目が覚めて、ぼんやりとした視界に入って来たのは、私を見つめる切れ長の瞳……。


「……っ」


社長が昨夜と同じく、私を抱き締めたまま、こちらをじっと見つめている。


「社ちょ……じゃない、司さん。いつから起きてたんですか?」


社長と言いかけて、昨日の約束を思い出して言い直した。


「そうですね、20分前くらいに」


そ、その20分間、ずっと寝顔を見られてたのかな。変な寝顔したり、変な寝言言ったりしてないよね……。


「よく眠っていましたよ。だから起こさないようにしていました」


「あ……ありがとうございます」


顔が熱くなりながら、私は言った。それから、ハッとして聞く。


「あの、お仕事の時間、大丈夫ですか?」


部屋の時計を見ると、朝の8時30分になっていた。


「そろそろ準備をしないといけませんね」


社長は、私の体をそっと離すと、ベッドから起き上がる。


「シャワーを浴びてくるので、ゆっくりしていてください」


そう言って、東条社長は、ベッドルームを後にした。私は広いダブルベッドに、一人ごろんと横になってみる。


まさか、このホテルで一夜を過ごすとは思わなかった……。


(だけど、何も、そういうことはしなかったんだ、社長……)


夜から朝まで、東条社長は、ただ私を抱き締めたまま眠った。普通だったら、二人で泊まって、そんなことありえないかもしれない。


だけど、きっと彼は、私が安心できるように、あえて抱き締める以上のことをしなかったんだと思う。そんな彼が、前以上に愛しくて、もうすぐ別れるのが寂しい……。


しばらくベッドの上で、一人、昨日の夜の記憶をぼんやり手繰り寄せていた。


でも、いつまでも、この格好でいるわけにはいかないし……。


私は、クローゼットから、自分の服を取り出すと着替えた。


大きな窓から、階下を見下ろすと、街はもう動き出していて、そこには静かな夜の余韻はもうなく、慌ただしく動く車の波や、移動するたくさんの人の姿が見える。

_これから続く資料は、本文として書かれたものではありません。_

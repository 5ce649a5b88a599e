//! End-to-end engine scenarios over synthetic stem files.

use std::path::PathBuf;
use std::time::{Duration, Instant};

use stemviz_engine::{EngineConfig, StemDesc, VisualEngine};

/// Write a mono 16-bit PCM WAV with a sine tone.
fn write_wav(path: &PathBuf, secs: f64, freq: f32) {
    let sample_rate = 22_050u32;
    let count = (secs * sample_rate as f64) as usize;
    let data_len = (count * 2) as u32;

    let mut bytes = Vec::with_capacity(44 + count * 2);
    bytes.extend_from_slice(b"RIFF");
    bytes.extend_from_slice(&(36 + data_len).to_le_bytes());
    bytes.extend_from_slice(b"WAVEfmt ");
    bytes.extend_from_slice(&16u32.to_le_bytes());
    bytes.extend_from_slice(&1u16.to_le_bytes()); // PCM
    bytes.extend_from_slice(&1u16.to_le_bytes()); // mono
    bytes.extend_from_slice(&sample_rate.to_le_bytes());
    bytes.extend_from_slice(&(sample_rate * 2).to_le_bytes());
    bytes.extend_from_slice(&2u16.to_le_bytes());
    bytes.extend_from_slice(&16u16.to_le_bytes());
    bytes.extend_from_slice(b"data");
    bytes.extend_from_slice(&data_len.to_le_bytes());
    for i in 0..count {
        let s = (2.0 * std::f32::consts::PI * freq * i as f32 / sample_rate as f32).sin();
        bytes.extend_from_slice(&((s * 0.6 * i16::MAX as f32) as i16).to_le_bytes());
    }
    std::fs::write(path, bytes).unwrap();
}

struct StemFiles {
    dir: PathBuf,
    stems: Vec<StemDesc>,
}

impl StemFiles {
    fn create(tag: &str, names: &[&str]) -> Self {
        let dir = std::env::temp_dir().join(format!("stemviz-test-{tag}-{}", std::process::id()));
        std::fs::create_dir_all(&dir).unwrap();
        let stems = names
            .iter()
            .enumerate()
            .map(|(i, name)| {
                let path = dir.join(format!("{name}.wav"));
                write_wav(&path, 6.0, 110.0 * (i + 1) as f32);
                StemDesc {
                    name: name.to_string(),
                    path,
                }
            })
            .collect();
        Self { dir, stems }
    }
}

impl Drop for StemFiles {
    fn drop(&mut self) {
        std::fs::remove_dir_all(&self.dir).ok();
    }
}

fn engine_over(files: &StemFiles) -> VisualEngine {
    VisualEngine::new(EngineConfig::silent(files.stems.clone())).unwrap()
}

#[test]
fn plays_pauses_and_reports_time() {
    let files = StemFiles::create("basic", &["main", "drums", "bass"]);
    let mut engine = engine_over(&files);
    engine.when_ready();
    assert!((engine.duration() - 6.0).abs() < 0.05);

    engine.play();
    assert!(engine.is_playing());
    std::thread::sleep(Duration::from_millis(120));

    let paused_at = engine.pause();
    assert!(paused_at > 0.05, "paused at {paused_at}");
    assert!((engine.current_time() - paused_at).abs() < 1e-6);
}

#[test]
fn seek_is_observable_immediately_on_all_stems() {
    let files = StemFiles::create("seek", &["main", "drums"]);
    let mut engine = engine_over(&files);
    engine.when_ready();

    engine.seek(3.0);
    assert!((engine.current_time() - 3.0).abs() < 1e-6);

    engine.play();
    std::thread::sleep(Duration::from_millis(200));
    // Drift correction has had two windows to run; snapshots taken on
    // the analysis thread must sit near the main playhead
    let t = engine.current_time();
    assert!(t > 3.1 && t < 3.6, "time {t}");
}

#[test]
fn pause_resize_resume_round_trip() {
    let files = StemFiles::create("resize", &["main", "drums"]);
    let mut engine = engine_over(&files);
    engine.when_ready();
    engine.play();
    std::thread::sleep(Duration::from_millis(100));

    let captured = engine.pause();
    let origin = engine.scene().core().position();
    engine.resize(640.0, 480.0);
    engine.play();
    let resumed = engine.current_time();
    assert!(
        (resumed - captured).abs() < 0.05,
        "captured {captured}, resumed {resumed}"
    );
    // Resize only touches the projection; the spawn origin stays put
    assert_eq!(engine.scene().core().position(), origin);
}

#[test]
fn unresolvable_stems_never_hang() {
    let stems: Vec<StemDesc> = ["main", "silent_a", "silent_b"]
        .iter()
        .map(|name| StemDesc {
            name: name.to_string(),
            path: PathBuf::from(format!("/nonexistent/{name}.wav")),
        })
        .collect();
    let mut config = EngineConfig::silent(stems);
    config.load_timeout = Duration::from_millis(200);
    config.load_retries = 2;

    let mut engine = VisualEngine::new(config).unwrap();
    let start = Instant::now();
    engine.when_ready();
    assert!(
        start.elapsed() < Duration::from_millis(200) * 3 + Duration::from_millis(500),
        "when_ready took {:?}",
        start.elapsed()
    );

    // Playback proceeds with whatever state the stems reached
    engine.play();
    assert!(engine.is_playing());
    assert_eq!(engine.duration(), 0.0);
    assert!(engine.tick(1.0 / 60.0).is_some());
}

#[test]
fn dispose_silences_every_entry_point() {
    let files = StemFiles::create("dispose", &["main"]);
    let mut engine = engine_over(&files);
    engine.when_ready();
    engine.play();
    engine.dispose();
    engine.dispose();

    engine.play();
    engine.seek(2.0);
    engine.resize(100.0, 100.0);
    engine.set_pointer_position(Some(0.5), Some(0.5));
    engine.pointer_up();
    assert!(!engine.pointer_down(0.5, 0.5));
    assert!(engine.tick(1.0 / 60.0).is_none());
    assert_eq!(engine.current_time(), 0.0);
    assert_eq!(engine.duration(), 0.0);
    assert_eq!(engine.pause(), 0.0);
}

#[test]
fn duration_callback_fires_once_ready() {
    let files = StemFiles::create("callbacks", &["main", "drums"]);
    let mut engine = engine_over(&files);

    let heard = std::sync::Arc::new(std::sync::Mutex::new((None::<f64>, None::<String>)));
    let heard_duration = heard.clone();
    let heard_track = heard.clone();
    engine.on_duration_change(Box::new(move |secs| {
        heard_duration.lock().unwrap().0 = Some(secs);
    }));
    engine.on_track_change(Box::new(move |name| {
        heard_track.lock().unwrap().1 = Some(name.to_string());
    }));

    engine.when_ready();
    engine.tick(1.0 / 60.0);

    let heard = heard.lock().unwrap();
    let duration = heard.0.expect("duration callback");
    assert!((duration - 6.0).abs() < 0.05);
    assert_eq!(heard.1.as_deref(), Some("main"));
}

#[test]
fn frame_plan_carries_overlay_in_early_window() {
    let files = StemFiles::create("overlay", &["main"]);
    let mut engine = engine_over(&files);
    engine.when_ready();

    // Playback at t=0 sits inside the opening fade
    let plan = engine.tick(1.0 / 60.0).unwrap();
    let (_, opacity) = plan.overlay().expect("opening fade overlay");
    assert!(opacity > 0.9);

    // The plan spells out the pass order: capture everything but the
    // core, then the core over the capture, then the wash
    let passes = plan.passes();
    assert_eq!(passes.len(), 3);
    assert!(passes[0].captures_refraction && !passes[0].core);
    assert!(passes[1].samples_refraction && passes[1].core && !passes[1].particles);
    assert!(passes[2].wash.is_some());
}

#[test]
fn analysis_snapshots_reach_the_scene() {
    let files = StemFiles::create("analysis", &["main", "drums"]);
    let mut engine = engine_over(&files);
    engine.when_ready();
    engine.seek(1.0);
    engine.play();
    std::thread::sleep(Duration::from_millis(150));

    // A pure tone stem must register nonzero band energy by now
    engine.tick(1.0 / 60.0);
    assert!(engine.fps() >= 0.0);
}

そんな朝の風景を見下ろしていると、東条社長が戻ってきた。昨日とは違う濃紺のスーツを着ている。


「結衣」


「はい」


呼ばれて、彼のところに行くと、ネクタイを渡された。


「結んで」


「えっ……」


ネクタイを私が?社長、いつも自分で結んでるんじゃ……。そう思ったけど、そのネクタイを受けとる。


「失礼します」


爪先で背伸びして、ワイシャツ越しにネクタイをかけると、私は、そのネクタイを結ぼうとした。……したけれど、上手く結べない。


「あ……すみません!」


結ぼうとするほど、おかしな絡まり方をしていく。小さな苦笑と共に、社長の手が、すっと伸びてきた。


「付き合っている男のネクタイを結んだことは?」


メチャクチャに結ばれたネクタイを解きながら、聞かれる。


「ないです……。私、社会人になってから彼氏がいたことがないので」


「……なるほど」


そう言うと、東条社長の手が、私の手の上に重なった。


「では、今覚えて」


私の手に重ねられた、彼の手が、解かれたネクタイをもう一度結んでゆく。慣れた手つきで、ネクタイは綺麗に結ばれた。


「行こうか」


東条社長の手が、私の手をそっと離す。


「はい」


私は、彼の後に続いて、部屋の入り口に向かった。